Goal of the exercise:
Go through the records and filter out every line lacking the word "hashes"; copy the lines that remain.

Exercise input:
#![deny(missing_docs)]

//! Wallet transaction toolkit - complete SDK.
//!
//! Re-exports all toolkit components for convenient single-crate usage.

pub use txkit_builder as builder;
pub use txkit_codec as codec;
pub use txkit_proposal as proposal;
pub use txkit_script as script;
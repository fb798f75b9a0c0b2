//! Opcode constants used by the script builders and classifiers.
//!
//! Only the opcodes the workspace actually emits or matches are defined;
//! this is not a full opcode table.

/// Push an empty byte vector.
pub const OP_0: u8 = 0x00;
/// Alias for OP_0.
pub const OP_FALSE: u8 = 0x00;
/// Smallest direct data push (1 byte follows).
pub const OP_DATA_1: u8 = 0x01;
/// Direct push of 20 bytes (hash160 payloads).
pub const OP_DATA_20: u8 = 0x14;
/// Direct push of 33 bytes (compressed public keys).
pub const OP_DATA_33: u8 = 0x21;
/// Largest direct data push (75 bytes follow).
pub const OP_DATA_75: u8 = 0x4b;
/// Next byte is the push length.
pub const OP_PUSHDATA1: u8 = 0x4c;
/// Next two bytes (LE) are the push length.
pub const OP_PUSHDATA2: u8 = 0x4d;
/// Next four bytes (LE) are the push length.
pub const OP_PUSHDATA4: u8 = 0x4e;
/// Push the number 1.
pub const OP_1: u8 = 0x51;
/// Push the number 16.
pub const OP_16: u8 = 0x60;
/// Terminate and mark output unspendable; remainder is data.
pub const OP_RETURN: u8 = 0x6a;
/// Duplicate the top stack item.
pub const OP_DUP: u8 = 0x76;
/// Test top two items for byte equality.
pub const OP_EQUAL: u8 = 0x87;
/// OP_EQUAL then fail the script if false.
pub const OP_EQUALVERIFY: u8 = 0x88;
/// Hash160 (sha256 then ripemd160) of the top item.
pub const OP_HASH160: u8 = 0xa9;
/// ECDSA signature check.
pub const OP_CHECKSIG: u8 = 0xac;
/// m-of-n ECDSA signature check.
pub const OP_CHECKMULTISIG: u8 = 0xae;

/// Map 1..=16 to the corresponding small-integer opcode.
pub fn small_int_op(n: usize) -> Option<u8> {
    if (1..=16).contains(&n) {
        Some(OP_1 + (n as u8 - 1))
    } else {
        None
    }
}

/// Whether `op` is one of OP_1..OP_16.
pub fn is_small_int_op(op: u8) -> bool {
    (OP_1..=OP_16).contains(&op)
}
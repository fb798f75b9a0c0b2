//! UTXO transaction construction.
//!
//! The heart of the wallet: value objects for outpoints, inputs, and
//! outputs; the immutable wire-format `Transaction`; per-chain signature
//! hashing (legacy and fork-id); and the `TransactionBuilder` state
//! machine that turns a funding request plus a supply of UTXOs into a
//! fully signed, canonically ordered transaction.

pub mod builder;
pub mod chain;
pub mod hashes;
pub mod input;
pub mod keyring;
pub mod outpoint;
pub mod output;
pub mod preimage;
pub mod request;
pub mod sighash;
pub mod transaction;
pub mod txid;

mod error;

pub use builder::TransactionBuilder;
pub use chain::{ChainId, ChainParams, SighashStyle};
pub use error::BuildError;
pub use input::TxInput;
pub use keyring::{InputSigner, KeyId, KeyService, PassphraseContext, PaymentCode, ProposalId};
pub use outpoint::{Outpoint, Utxo};
pub use output::TxOutput;
pub use request::{BuildRequest, NotificationRequest, OutputRequest};
pub use sighash::SigHash;
pub use transaction::Transaction;
pub use txid::TxId;

#[cfg(test)]
mod tests;
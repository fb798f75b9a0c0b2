//! Constructors for the standard locking and unlocking script forms.
//!
//! The transaction builder emits four spendable output forms (P2PKH, P2SH,
//! raw pubkey, bare multisig) plus the 1-of-2 bare-multisig payment-code
//! notification form. Anything else is rejected upstream.

use crate::opcodes::*;
use crate::script::is_plausible_pubkey;
use crate::{Script, ScriptError};

/// Build a P2PKH locking script.
///
/// Produces: `OP_DUP OP_HASH160 <20-byte hash> OP_EQUALVERIFY OP_CHECKSIG`
pub fn lock_p2pkh(pubkey_hash: &[u8; 20]) -> Script {
    let mut bytes = Vec::with_capacity(25);
    bytes.push(OP_DUP);
    bytes.push(OP_HASH160);
    bytes.push(OP_DATA_20);
    bytes.extend_from_slice(pubkey_hash);
    bytes.push(OP_EQUALVERIFY);
    bytes.push(OP_CHECKSIG);
    Script::from_bytes(&bytes)
}

/// Build a P2SH locking script.
///
/// Produces: `OP_HASH160 <20-byte script hash> OP_EQUAL`
pub fn lock_p2sh(script_hash: &[u8; 20]) -> Script {
    let mut bytes = Vec::with_capacity(23);
    bytes.push(OP_HASH160);
    bytes.push(OP_DATA_20);
    bytes.extend_from_slice(script_hash);
    bytes.push(OP_EQUAL);
    Script::from_bytes(&bytes)
}

/// Build a raw pay-to-pubkey locking script.
///
/// Produces: `<pubkey> OP_CHECKSIG`
pub fn lock_p2pk(pubkey: &[u8]) -> Result<Script, ScriptError> {
    if !is_plausible_pubkey(pubkey) {
        return Err(ScriptError::InvalidPublicKey);
    }
    let mut script = Script::new();
    script.append_push_data(pubkey)?;
    script.append_opcodes(&[OP_CHECKSIG])?;
    Ok(script)
}

/// Build a bare m-of-n multisig locking script.
///
/// Produces: `OP_M <key1> ... <keyN> OP_N OP_CHECKMULTISIG`
///
/// # Arguments
/// * `required` - Number of signatures required (m).
/// * `pubkeys`  - The public keys (n), each SEC-encoded.
pub fn lock_multisig(required: usize, pubkeys: &[&[u8]]) -> Result<Script, ScriptError> {
    let n = pubkeys.len();
    if n == 0 || n > 16 {
        return Err(ScriptError::InvalidMultisig(format!(
            "key count {} out of range 1..=16",
            n
        )));
    }
    if required == 0 || required > n {
        return Err(ScriptError::InvalidMultisig(format!(
            "required {} out of range 1..={}",
            required, n
        )));
    }
    for key in pubkeys {
        if !is_plausible_pubkey(key) {
            return Err(ScriptError::InvalidPublicKey);
        }
    }
    let m_op = small_int_op(required)
        .ok_or_else(|| ScriptError::InvalidMultisig(format!("bad required count {}", required)))?;
    let n_op = small_int_op(n)
        .ok_or_else(|| ScriptError::InvalidMultisig(format!("bad key count {}", n)))?;
    let mut script = Script::new();
    script.append_opcodes(&[m_op])?;
    for key in pubkeys {
        script.append_push_data(key)?;
    }
    script.append_opcodes(&[n_op, OP_CHECKMULTISIG])?;
    Ok(script)
}

/// Build a payment-code notification locking script.
///
/// A 1-of-2 bare multisig whose second "key" slot carries the blinded
/// payment-code payload. The payload must be shaped like a compressed
/// public key (33 bytes, 0x02/0x03 prefix) so the script remains a
/// standard multisig output on the wire.
pub fn lock_notification(
    local_pubkey: &[u8],
    blinded_payload: &[u8],
) -> Result<Script, ScriptError> {
    if blinded_payload.len() != 33 {
        return Err(ScriptError::InvalidMultisig(format!(
            "notification payload must be 33 bytes, got {}",
            blinded_payload.len()
        )));
    }
    lock_multisig(1, &[local_pubkey, blinded_payload])
}

/// Build a P2PKH unlocking script: `<sig||sighash_byte> <pubkey>`.
///
/// # Arguments
/// * `signature` - DER signature with the sighash byte already appended.
/// * `pubkey`    - The SEC-encoded public key.
pub fn unlock_p2pkh(signature: &[u8], pubkey: &[u8]) -> Result<Script, ScriptError> {
    let mut script = Script::new();
    script.append_push_data(signature)?;
    script.append_push_data(pubkey)?;
    Ok(script)
}

/// Build a bare-multisig unlocking script: `OP_0 <sig1> ... <sigM>`.
///
/// The leading OP_0 absorbs the off-by-one in OP_CHECKMULTISIG.
pub fn unlock_multisig(signatures: &[&[u8]]) -> Result<Script, ScriptError> {
    let mut script = Script::new();
    script.append_opcodes(&[OP_0])?;
    for sig in signatures {
        script.append_push_data(sig)?;
    }
    Ok(script)
}
//! Transaction input value object.
//!
//! Wraps a UTXO reference plus the mutable signing state: sequence
//! number, the unlock script once signed, and the key identifiers
//! required to produce a valid signature. Inputs become read-only once
//! signing succeeds.

use txkit_codec::{CompactSize, WireReader, WireWriter};
use txkit_script::{opcodes, template, Script};

use crate::hashes::hash160;
use crate::keyring::KeyId;
use crate::outpoint::Outpoint;
use crate::output::TxOutput;
use crate::txid::TxId;
use crate::BuildError;

/// Default sequence number indicating a finalized input.
pub const DEFAULT_SEQUENCE: u32 = 0xFFFF_FFFF;

/// Worst-case scriptSig length for a P2PKH spend:
/// push(72-byte DER sig + hash byte) + push(33-byte compressed key).
const P2PKH_UNLOCK_ESTIMATE: usize = 108;

/// How an input's script field is rendered while serializing a signing
/// preimage: as-is, blanked, or substituted with the spent output's
/// locking script (the legacy scriptCode substitution).
#[derive(Debug, Clone, Copy)]
pub enum ScriptSlot<'a> {
    /// Write the unlock script the input currently holds.
    Actual,
    /// Write a zero-length script.
    Blank,
    /// Substitute the given script (the signing subscript).
    Replace(&'a Script),
}

/// A single input of a transaction under construction.
#[derive(Debug, Clone)]
pub struct TxInput {
    outpoint: Outpoint,
    sequence: u32,
    unlock_script: Option<Script>,
    /// The previous output being spent. Present on builder-created
    /// inputs; absent on inputs decoded from the wire.
    spends: Option<TxOutput>,
    keys: Vec<KeyId>,
}

impl TxInput {
    /// Create an input spending the given previous output.
    pub fn new(outpoint: Outpoint, spends: TxOutput, keys: Vec<KeyId>) -> Self {
        TxInput {
            outpoint,
            sequence: DEFAULT_SEQUENCE,
            unlock_script: None,
            spends: Some(spends),
            keys,
        }
    }

    /// Deserialize an input from a wire reader: txid(32), vout(4 LE),
    /// script length + script, sequence(4 LE). The spent output is
    /// unknown for decoded inputs.
    pub fn read_from(reader: &mut WireReader) -> Result<Self, BuildError> {
        let txid_bytes = reader
            .read_bytes(32)
            .map_err(|e| BuildError::SerializationError(format!("reading prev txid: {}", e)))?;
        let txid = TxId::from_slice(txid_bytes)?;
        let index = reader
            .read_u32_le()
            .map_err(|e| BuildError::SerializationError(format!("reading prev index: {}", e)))?;
        let script_len = reader
            .read_compact_size()
            .map_err(|e| BuildError::SerializationError(format!("reading script length: {}", e)))?;
        let script_bytes = reader
            .read_bytes(script_len.value() as usize)
            .map_err(|e| BuildError::SerializationError(format!("reading unlock script: {}", e)))?;
        let sequence = reader
            .read_u32_le()
            .map_err(|e| BuildError::SerializationError(format!("reading sequence: {}", e)))?;
        Ok(TxInput {
            outpoint: Outpoint::new(txid, index),
            sequence,
            unlock_script: if script_bytes.is_empty() {
                None
            } else {
                Some(Script::from_bytes(script_bytes))
            },
            spends: None,
            keys: Vec::new(),
        })
    }

    /// The previous-output reference.
    pub fn previous_output(&self) -> &Outpoint {
        &self.outpoint
    }

    /// The sequence number.
    pub fn sequence(&self) -> u32 {
        self.sequence
    }

    /// The previous output being spent, if known.
    pub fn spends(&self) -> Option<&TxOutput> {
        self.spends.as_ref()
    }

    /// The value of the spent output, if known.
    pub fn value(&self) -> Option<u64> {
        self.spends.as_ref().map(|o| o.value())
    }

    /// Keys required to sign this input.
    pub fn keys(&self) -> &[KeyId] {
        &self.keys
    }

    /// The unlock script, once signed.
    pub fn unlock_script(&self) -> Option<&Script> {
        self.unlock_script.as_ref()
    }

    /// Whether the input has been signed.
    pub fn is_signed(&self) -> bool {
        self.unlock_script.is_some()
    }

    /// Number of signatures the spent script requires.
    fn required_signatures(&self) -> Result<usize, BuildError> {
        let spends = self.spends.as_ref().ok_or_else(|| {
            BuildError::SigningError("missing previous output on input".to_string())
        })?;
        let script = spends.script();
        if script.is_p2pkh() || script.is_p2pk() {
            Ok(1)
        } else if script.is_multisig_out() {
            let chunks = script.chunks()?;
            let m = chunks[0].op - opcodes::OP_1 + 1;
            Ok(m as usize)
        } else {
            Err(BuildError::UnsupportedOutputType(format!(
                "cannot build unlock script for {}",
                script.to_hex()
            )))
        }
    }

    /// Assemble the unlock script from signature/pubkey pairs.
    ///
    /// Each signature already carries its trailing sighash byte. Fails if
    /// the pair count does not match what the spent script requires, or
    /// if script construction fails (e.g. a pubkey that does not hash to
    /// the P2PKH script's key hash).
    pub fn add_signatures(&mut self, pairs: &[(Vec<u8>, Vec<u8>)]) -> Result<(), BuildError> {
        let expected = self.required_signatures()?;
        if pairs.len() != expected {
            return Err(BuildError::SignatureCountMismatch {
                expected,
                got: pairs.len(),
            });
        }
        let spends = self.spends.as_ref().ok_or_else(|| {
            BuildError::SigningError("missing previous output on input".to_string())
        })?;
        let script = spends.script();

        let unlock = if script.is_p2pkh() {
            let (sig, pubkey) = &pairs[0];
            if hash160(pubkey) != script.public_key_hash()? {
                return Err(BuildError::SigningError(
                    "public key does not match spent script".to_string(),
                ));
            }
            template::unlock_p2pkh(sig, pubkey)?
        } else if script.is_p2pk() {
            let mut s = Script::new();
            s.append_push_data(&pairs[0].0)?;
            s
        } else {
            let sigs: Vec<&[u8]> = pairs.iter().map(|(sig, _)| sig.as_slice()).collect();
            template::unlock_multisig(&sigs)?
        };
        self.unlock_script = Some(unlock);
        Ok(())
    }

    /// Estimated unlock-script length for fee calculation, by spent
    /// script form. Unknown forms get a conservative P2PKH-sized guess.
    pub fn estimated_unlock_len(&self) -> usize {
        let script = match self.spends.as_ref() {
            Some(out) => out.script(),
            None => return P2PKH_UNLOCK_ESTIMATE,
        };
        if script.is_p2pkh() {
            P2PKH_UNLOCK_ESTIMATE
        } else if script.is_p2pk() {
            73
        } else if script.is_multisig_out() {
            match self.required_signatures() {
                Ok(m) => 1 + m * 73,
                Err(_) => P2PKH_UNLOCK_ESTIMATE,
            }
        } else {
            P2PKH_UNLOCK_ESTIMATE
        }
    }

    /// Serialized byte length: outpoint(36) + CompactSize(script len) +
    /// script + sequence(4). Uses the actual unlock script when signed,
    /// the per-form estimate otherwise.
    pub fn calculate_size(&self) -> usize {
        let script_len = match &self.unlock_script {
            Some(s) => s.len(),
            None => self.estimated_unlock_len(),
        };
        36 + CompactSize::from(script_len).size() + script_len + 4
    }

    /// Append the wire encoding to a writer, rendering the script field
    /// per `slot`.
    pub fn write_to(&self, writer: &mut WireWriter, slot: ScriptSlot<'_>) {
        writer.write_bytes(self.outpoint.txid.as_bytes());
        writer.write_u32_le(self.outpoint.index);
        let script_bytes: &[u8] = match slot {
            ScriptSlot::Actual => self
                .unlock_script
                .as_ref()
                .map(|s| s.as_bytes())
                .unwrap_or(&[]),
            ScriptSlot::Blank => &[],
            ScriptSlot::Replace(script) => script.as_bytes(),
        };
        writer.write_compact_size(CompactSize::from(script_bytes.len()));
        writer.write_bytes(script_bytes);
        writer.write_u32_le(self.sequence);
    }

    /// Like `write_to`, but with an overridden sequence number (legacy
    /// NONE/SINGLE preimages zero the other inputs' sequences).
    pub fn write_to_with_sequence(
        &self,
        writer: &mut WireWriter,
        slot: ScriptSlot<'_>,
        sequence: u32,
    ) {
        writer.write_bytes(self.outpoint.txid.as_bytes());
        writer.write_u32_le(self.outpoint.index);
        let script_bytes: &[u8] = match slot {
            ScriptSlot::Actual => self
                .unlock_script
                .as_ref()
                .map(|s| s.as_bytes())
                .unwrap_or(&[]),
            ScriptSlot::Blank => &[],
            ScriptSlot::Replace(script) => script.as_bytes(),
        };
        writer.write_compact_size(CompactSize::from(script_bytes.len()));
        writer.write_bytes(script_bytes);
        writer.write_u32_le(sequence);
    }
}
//! The Script value type.
//!
//! A script is an opaque byte sequence. This module provides parsing into
//! push/opcode chunks, classification of the standard output forms, and
//! append helpers that apply the minimal PUSHDATA prefix.

use crate::opcodes::*;
use crate::ScriptError;

/// A parsed element of a script: an opcode, optionally carrying push data.
#[derive(Debug, Clone, PartialEq, Eq)]
pub struct ScriptChunk {
    /// The opcode byte (for direct pushes, the length byte itself).
    pub op: u8,
    /// Push payload, if this chunk pushes data.
    pub data: Option<Vec<u8>>,
}

/// An immutable-by-convention script byte sequence.
///
/// Scripts compare and order as raw bytes, which is exactly the comparison
/// BIP-69 output ordering requires.
#[derive(Debug, Clone, PartialEq, Eq, PartialOrd, Ord, Hash, Default)]
pub struct Script(Vec<u8>);

impl Script {
    /// Create an empty script.
    pub fn new() -> Self {
        Script(Vec::new())
    }

    /// Create a script from raw bytes.
    pub fn from_bytes(bytes: &[u8]) -> Self {
        Script(bytes.to_vec())
    }

    /// Parse a script from a hex string.
    pub fn from_hex(hex_str: &str) -> Result<Self, ScriptError> {
        Ok(Script(hex::decode(hex_str)?))
    }

    /// Hex-encode the script bytes.
    pub fn to_hex(&self) -> String {
        hex::encode(&self.0)
    }

    /// Borrow the raw script bytes.
    pub fn as_bytes(&self) -> &[u8] {
        &self.0
    }

    /// Byte length of the script.
    pub fn len(&self) -> usize {
        self.0.len()
    }

    /// Whether the script is empty.
    pub fn is_empty(&self) -> bool {
        self.0.is_empty()
    }

    /// Append data with the minimal push prefix.
    ///
    /// Direct push for 1-75 bytes, OP_PUSHDATA1 up to 255, OP_PUSHDATA2 up
    /// to 65535, OP_PUSHDATA4 beyond that.
    pub fn append_push_data(&mut self, data: &[u8]) -> Result<(), ScriptError> {
        let prefix = push_data_prefix(data.len())?;
        self.0.extend_from_slice(&prefix);
        self.0.extend_from_slice(data);
        Ok(())
    }

    /// Append raw opcodes.
    ///
    /// Rejects push-data opcodes; use `append_push_data` for those.
    pub fn append_opcodes(&mut self, opcodes: &[u8]) -> Result<(), ScriptError> {
        for &op in opcodes {
            if (OP_DATA_1..=OP_PUSHDATA4).contains(&op) {
                return Err(ScriptError::InvalidOpcodeType(op));
            }
        }
        self.0.extend_from_slice(opcodes);
        Ok(())
    }

    /// Parse the script into chunks.
    ///
    /// # Returns
    /// The chunk list, or `ScriptError::DataTooSmall` if a push runs past
    /// the end of the script.
    pub fn chunks(&self) -> Result<Vec<ScriptChunk>, ScriptError> {
        let b = &self.0;
        let mut chunks = Vec::new();
        let mut i = 0usize;
        while i < b.len() {
            let op = b[i];
            i += 1;
            let push_len = match op {
                OP_DATA_1..=OP_DATA_75 => op as usize,
                OP_PUSHDATA1 => {
                    let n = *b.get(i).ok_or(ScriptError::DataTooSmall)? as usize;
                    i += 1;
                    n
                }
                OP_PUSHDATA2 => {
                    if i + 2 > b.len() {
                        return Err(ScriptError::DataTooSmall);
                    }
                    let n = u16::from_le_bytes([b[i], b[i + 1]]) as usize;
                    i += 2;
                    n
                }
                OP_PUSHDATA4 => {
                    if i + 4 > b.len() {
                        return Err(ScriptError::DataTooSmall);
                    }
                    let n = u32::from_le_bytes([b[i], b[i + 1], b[i + 2], b[i + 3]]) as usize;
                    i += 4;
                    n
                }
                _ => {
                    chunks.push(ScriptChunk { op, data: None });
                    continue;
                }
            };
            if i + push_len > b.len() {
                return Err(ScriptError::DataTooSmall);
            }
            chunks.push(ScriptChunk {
                op,
                data: Some(b[i..i + push_len].to_vec()),
            });
            i += push_len;
        }
        Ok(chunks)
    }

    // -----------------------------------------------------------------
    // Classification
    // -----------------------------------------------------------------

    /// Pattern: OP_DUP OP_HASH160 <20 bytes> OP_EQUALVERIFY OP_CHECKSIG.
    pub fn is_p2pkh(&self) -> bool {
        let b = &self.0;
        b.len() == 25
            && b[0] == OP_DUP
            && b[1] == OP_HASH160
            && b[2] == OP_DATA_20
            && b[23] == OP_EQUALVERIFY
            && b[24] == OP_CHECKSIG
    }

    /// Pattern: OP_HASH160 <20 bytes> OP_EQUAL.
    pub fn is_p2sh(&self) -> bool {
        let b = &self.0;
        b.len() == 23 && b[0] == OP_HASH160 && b[1] == OP_DATA_20 && b[22] == OP_EQUAL
    }

    /// Pattern: <pubkey> OP_CHECKSIG with a 33- or 65-byte key.
    pub fn is_p2pk(&self) -> bool {
        let parts = match self.chunks() {
            Ok(p) => p,
            Err(_) => return false,
        };
        if parts.len() == 2 && parts[1].op == OP_CHECKSIG {
            if let Some(ref pubkey) = parts[0].data {
                return is_plausible_pubkey(pubkey);
            }
        }
        false
    }

    /// Pattern: OP_M <key1> ... <keyN> OP_N OP_CHECKMULTISIG.
    pub fn is_multisig_out(&self) -> bool {
        let parts = match self.chunks() {
            Ok(p) => p,
            Err(_) => return false,
        };
        if parts.len() < 4 {
            return false;
        }
        if !is_small_int_op(parts[0].op) {
            return false;
        }
        for chunk in &parts[1..parts.len() - 2] {
            match &chunk.data {
                Some(d) if !d.is_empty() => {}
                _ => return false,
            }
        }
        let second_last = &parts[parts.len() - 2];
        let last = &parts[parts.len() - 1];
        is_small_int_op(second_last.op) && last.op == OP_CHECKMULTISIG
    }

    /// Pattern: OP_0..OP_16 followed by a single 2-40 byte direct push.
    ///
    /// Matches native segwit outputs (P2WPKH, P2WSH, taproot), which the
    /// builder refuses to spend.
    pub fn is_witness_program(&self) -> bool {
        let b = &self.0;
        if b.len() < 4 || b.len() > 42 {
            return false;
        }
        if b[0] != OP_0 && !is_small_int_op(b[0]) {
            return false;
        }
        let push = b[1] as usize;
        (2..=40).contains(&push) && b.len() == 2 + push
    }

    /// Extract the 20-byte public key hash from a P2PKH script.
    pub fn public_key_hash(&self) -> Result<[u8; 20], ScriptError> {
        if !self.is_p2pkh() {
            return Err(ScriptError::NotP2pkh);
        }
        let mut hash = [0u8; 20];
        hash.copy_from_slice(&self.0[3..23]);
        Ok(hash)
    }
}

impl std::fmt::Display for Script {
    fn fmt(&self, f: &mut std::fmt::Formatter<'_>) -> std::fmt::Result {
        write!(f, "{}", self.to_hex())
    }
}

/// Compute the push prefix bytes for a payload of the given length.
pub fn push_data_prefix(data_len: usize) -> Result<Vec<u8>, ScriptError> {
    if data_len == 0 {
        Ok(vec![OP_0])
    } else if data_len <= OP_DATA_75 as usize {
        Ok(vec![data_len as u8])
    } else if data_len <= 0xff {
        Ok(vec![OP_PUSHDATA1, data_len as u8])
    } else if data_len <= 0xffff {
        let mut buf = vec![OP_PUSHDATA2];
        buf.extend_from_slice(&(data_len as u16).to_le_bytes());
        Ok(buf)
    } else if data_len <= 0xffff_ffff {
        let mut buf = vec![OP_PUSHDATA4];
        buf.extend_from_slice(&(data_len as u32).to_le_bytes());
        Ok(buf)
    } else {
        Err(ScriptError::DataTooBig)
    }
}

/// Whether `bytes` has the length and prefix of a SEC-encoded public key.
pub fn is_plausible_pubkey(bytes: &[u8]) -> bool {
    match bytes.first() {
        Some(0x02) | Some(0x03) => bytes.len() == 33,
        Some(0x04) | Some(0x06) | Some(0x07) => bytes.len() == 65,
        _ => false,
    }
}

Output for this exercise:
pub mod hashes;
use crate::hashes::hash160;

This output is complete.